6 Comments on "It’s no surprise what Cameron will be remembered for"

  1. Furor Teutonicus | May 7, 2015 at 6:21 am |

    Tzhat is why it is just not worth voting any more. They are all EXACTLY the same.

    There is NO party that would “do it any differently.” So why bother?

    • Fahrenheit211 | May 7, 2015 at 6:27 am |

      I think that you will find that the ‘cartel’ parties which in the UK means Labour,Conservative and Lib Dem are exactly the same but there are alternatives. We cannot complain about the mess then go off and vote for the Libs Labs or Cons who have created the mess, people need to vote for some alternative.

      • Furor Teutonicus | May 7, 2015 at 7:44 am |

        WHAT “alternative?”

        UKIP will be in for a GREAT “surprise” if they win.

        The country is tun by the “civil service” and when THEY refuse to ccoperate, as they WILL, if UKIP win, then you can forget it.

        They live in a dream.

        The others?

        You can offer as many beans with it as you can fit in a bowl, but the basic ingiedient is STILL SPAM.

        • Fahrenheit211 | May 7, 2015 at 8:11 am |

          At one point even the Labour party was a small, relatively insignificant party, alternatives do not just spring fully formed from nothing, they do grow.

          I agree with you that the Civil Service is an issue and has been so since World War II when the CS got the taste for micromanaging people’s lives but the culture of the CS can be changed and we can see that in how Labour’s placement in the CS changed it for the worse.

          • Furor Teutonicus | May 7, 2015 at 8:49 am |

            The CS must be changed from the inside.

            There is a perfect example within the last century.

            The Nazis and Russian Commys replaced all the main CS and Police posts with party members. THEN they went to the vote.

            Say what you like about the Nazis and Commys, but you can not default their strategy.

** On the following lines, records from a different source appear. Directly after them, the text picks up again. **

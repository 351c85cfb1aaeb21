//! Session roster.
//!
//! The roster records who sits where. Seats are handed out at join and never
//! change for the life of the session, so it is the only authority on which
//! seat a connection may act as.

use serde::Serialize;

use super::connection::ConnectionId;
use crate::board::{SeatColor, SeatId};
use crate::error::GameError;

/// A participant's state within a session.
#[derive(Debug, Clone, Serialize)]
#[serde(rename_all = "camelCase")]
pub struct Participant {
    /// Connection acting for this participant
    #[serde(skip)]
    pub connection_id: ConnectionId,

    /// Seat assigned at join
    pub seat: SeatId,

    /// Display name, unique within the session
    pub nickname: String,

    /// Seat colour
    pub color: SeatColor,

    /// Whether participant signalled ready
    pub is_ready: bool,

    /// Host readiness does not gate the start
    pub is_host: bool,

    /// Die value from the order roll
    pub die_value: Option<u8>,

    /// When participant joined
    pub joined_at: chrono::DateTime<chrono::Utc>,
}

impl Participant {
    pub fn new(connection_id: ConnectionId, nickname: String, seat: SeatId) -> Self {
        Self {
            connection_id,
            seat,
            nickname,
            color: seat.color(),
            is_ready: false,
            is_host: false,
            die_value: None,
            joined_at: chrono::Utc::now(),
        }
    }
}

/// Participants of one session, in join order.
#[derive(Debug, Clone)]
pub struct Roster {
    /// Seats available, in assignment order
    seats: Vec<SeatId>,

    members: Vec<Participant>,

    /// Nickname that should hold the host flag when it joins
    host_nickname: Option<String>,
}

impl Roster {
    pub fn new(seats: &[SeatId], host_nickname: Option<String>) -> Self {
        Self {
            seats: seats.to_vec(),
            members: Vec::with_capacity(seats.len()),
            host_nickname,
        }
    }

    /// Add a participant on the first free seat.
    pub fn add_member(
        &mut self,
        connection_id: ConnectionId,
        nickname: String,
    ) -> Result<&Participant, GameError> {
        if self.has_member(connection_id) {
            return Err(GameError::AlreadyJoined);
        }
        if self.members.iter().any(|m| m.nickname == nickname) {
            return Err(GameError::NicknameTaken(nickname));
        }

        let seat = self
            .seats
            .iter()
            .copied()
            .find(|seat| self.by_seat(*seat).is_none())
            .ok_or(GameError::SessionFull)?;

        let mut member = Participant::new(connection_id, nickname, seat);
        if self.host_nickname.as_deref() == Some(member.nickname.as_str()) {
            for other in &mut self.members {
                other.is_host = false;
            }
            member.is_host = true;
        } else if self.host().is_none() {
            member.is_host = true;
        }

        self.members.push(member);
        Ok(&self.members[self.members.len() - 1])
    }

    /// Remove a participant. If the host left, the earliest remaining joiner
    /// becomes host.
    pub fn remove_member(&mut self, connection_id: ConnectionId) -> Option<Participant> {
        let index = self
            .members
            .iter()
            .position(|m| m.connection_id == connection_id)?;
        let member = self.members.remove(index);

        if member.is_host {
            if let Some(next) = self.members.first_mut() {
                next.is_host = true;
            }
        }

        Some(member)
    }

    pub fn get_member(&self, connection_id: ConnectionId) -> Option<&Participant> {
        self.members.iter().find(|m| m.connection_id == connection_id)
    }

    pub fn get_member_mut(&mut self, connection_id: ConnectionId) -> Option<&mut Participant> {
        self.members
            .iter_mut()
            .find(|m| m.connection_id == connection_id)
    }

    pub fn has_member(&self, connection_id: ConnectionId) -> bool {
        self.get_member(connection_id).is_some()
    }

    pub fn by_seat(&self, seat: SeatId) -> Option<&Participant> {
        self.members.iter().find(|m| m.seat == seat)
    }

    pub fn host(&self) -> Option<&Participant> {
        self.members.iter().find(|m| m.is_host)
    }

    /// Set participant ready state.
    pub fn set_ready(&mut self, connection_id: ConnectionId, ready: bool) -> Result<(), GameError> {
        let member = self
            .get_member_mut(connection_id)
            .ok_or(GameError::SeatNotAssigned)?;
        member.is_ready = ready;
        Ok(())
    }

    /// Check if every participant other than the host is ready.
    pub fn guests_ready(&self) -> bool {
        !self.members.is_empty() && self.members.iter().filter(|m| !m.is_host).all(|m| m.is_ready)
    }

    pub fn members(&self) -> impl Iterator<Item = &Participant> {
        self.members.iter()
    }

    pub fn members_mut(&mut self) -> impl Iterator<Item = &mut Participant> {
        self.members.iter_mut()
    }

    pub fn connection_ids(&self) -> Vec<ConnectionId> {
        self.members.iter().map(|m| m.connection_id).collect()
    }

    pub fn member_count(&self) -> usize {
        self.members.len()
    }

    pub fn is_full(&self) -> bool {
        self.members.len() >= self.seats.len()
    }

    pub fn is_empty(&self) -> bool {
        self.members.is_empty()
    }

    /// Convert to JSON for sending to clients.
    pub fn to_json(&self) -> serde_json::Value {
        serde_json::json!(self
            .members
            .iter()
            .map(|m| serde_json::json!({
                "nickname": m.nickname,
                "seat": m.seat,
                "color": m.color.as_str(),
                "isReady": m.is_ready,
                "isHost": m.is_host,
                "dieValue": m.die_value
            }))
            .collect::<Vec<_>>())
    }
}

#[cfg(test)]
mod tests {
    use super::*;

    const SEATS: [SeatId; 3] = [SeatId(0), SeatId(1), SeatId(3)];

    #[test]
    fn test_seats_assigned_in_order() {
        let mut roster = Roster::new(&SEATS, None);

        let seat = roster.add_member(ConnectionId(1), "ana".into()).unwrap().seat;
        assert_eq!(seat, SeatId(0));
        let seat = roster.add_member(ConnectionId(2), "bo".into()).unwrap().seat;
        assert_eq!(seat, SeatId(1));

        // A freed seat is reused before later ones
        roster.remove_member(ConnectionId(1));
        let seat = roster.add_member(ConnectionId(3), "cy".into()).unwrap().seat;
        assert_eq!(seat, SeatId(0));

        let seat = roster.add_member(ConnectionId(4), "di".into()).unwrap().seat;
        assert_eq!(seat, SeatId(3));
        assert!(roster.is_full());

        let result = roster.add_member(ConnectionId(5), "ed".into());
        assert!(matches!(result, Err(GameError::SessionFull)));
    }

    #[test]
    fn test_duplicate_join() {
        let mut roster = Roster::new(&SEATS, None);
        roster.add_member(ConnectionId(1), "ana".into()).unwrap();

        assert!(matches!(
            roster.add_member(ConnectionId(1), "other".into()),
            Err(GameError::AlreadyJoined)
        ));
        assert!(matches!(
            roster.add_member(ConnectionId(2), "ana".into()),
            Err(GameError::NicknameTaken(_))
        ));
    }

    #[test]
    fn test_host_from_creator() {
        let mut roster = Roster::new(&SEATS, Some("bo".into()));
        roster.add_member(ConnectionId(1), "ana".into()).unwrap();
        // No creator yet: first joiner holds the flag
        assert_eq!(roster.host().unwrap().nickname, "ana");

        roster.add_member(ConnectionId(2), "bo".into()).unwrap();
        assert_eq!(roster.host().unwrap().nickname, "bo");
        assert_eq!(roster.members().filter(|m| m.is_host).count(), 1);
    }

    #[test]
    fn test_host_transfer_on_leave() {
        let mut roster = Roster::new(&SEATS, None);
        roster.add_member(ConnectionId(1), "ana".into()).unwrap();
        roster.add_member(ConnectionId(2), "bo".into()).unwrap();

        roster.remove_member(ConnectionId(1));
        assert_eq!(roster.host().unwrap().nickname, "bo");
    }

    #[test]
    fn test_guests_ready_ignores_host() {
        let mut roster = Roster::new(&SEATS, None);
        roster.add_member(ConnectionId(1), "ana".into()).unwrap();
        roster.add_member(ConnectionId(2), "bo".into()).unwrap();
        roster.add_member(ConnectionId(3), "cy".into()).unwrap();

        assert!(!roster.guests_ready());
        roster.set_ready(ConnectionId(2), true).unwrap();
        assert!(!roster.guests_ready());
        roster.set_ready(ConnectionId(3), true).unwrap();
        assert!(roster.guests_ready());

        assert!(matches!(
            roster.set_ready(ConnectionId(9), true),
            Err(GameError::SeatNotAssigned)
        ));
    }
}
//! Which seat, if any, holds each cell.

use serde::{Deserialize, Serialize};

use super::seats::{SeatConfig, SeatId};
use super::topology::{CellId, CELL_COUNT};

/// Occupancy snapshot of the whole board.
#[derive(Debug, Clone, PartialEq, Eq, Serialize, Deserialize)]
#[serde(transparent)]
pub struct Occupancy {
    cells: Vec<Option<SeatId>>,
}

impl Occupancy {
    /// An empty board.
    pub fn empty() -> Self {
        Self {
            cells: vec![None; CELL_COUNT],
        }
    }

    /// Every active seat on its home cells.
    pub fn initial(config: &SeatConfig) -> Self {
        let mut occupancy = Self::empty();
        for seat in config.seats() {
            for cell in &seat.home_cells {
                occupancy.set(*cell, Some(seat.seat));
            }
        }
        occupancy
    }

    pub fn get(&self, cell: CellId) -> Option<SeatId> {
        self.cells.get(cell.index()).copied().flatten()
    }

    pub fn set(&mut self, cell: CellId, seat: Option<SeatId>) {
        if let Some(slot) = self.cells.get_mut(cell.index()) {
            *slot = seat;
        }
    }

    pub fn is_empty_cell(&self, cell: CellId) -> bool {
        self.get(cell).is_none()
    }

    pub fn is_occupied(&self, cell: CellId) -> bool {
        self.get(cell).is_some()
    }

    /// Move whatever is on `from` to `to`.
    pub fn relocate(&mut self, from: CellId, to: CellId) {
        let piece = self.get(from);
        self.set(from, None);
        self.set(to, piece);
    }

    /// Number of cells held by `seat`.
    pub fn count(&self, seat: SeatId) -> usize {
        self.cells.iter().filter(|c| **c == Some(seat)).count()
    }

    /// Cells held by `seat`, in id order.
    pub fn cells_of(&self, seat: SeatId) -> Vec<CellId> {
        self.cells
            .iter()
            .enumerate()
            .filter(|(_, c)| **c == Some(seat))
            .map(|(i, _)| CellId(i as u8))
            .collect()
    }

    /// Raw per-cell view.
    pub fn as_slice(&self) -> &[Option<SeatId>] {
        &self.cells
    }
}

impl Default for Occupancy {
    fn default() -> Self {
        Self::empty()
    }
}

            • Fahrenheit211 | May 7, 2015 at 9:04 am |

              Agreed the CS must be changed but it cannot be changed purely by action from within the CS. We need politicians with the will to make the CS less politicised and wedded to particular ideologies. The CS is not quite as bent and nepotistic as it was prior to the Trevellan reforms, but it has the capacity to get that way.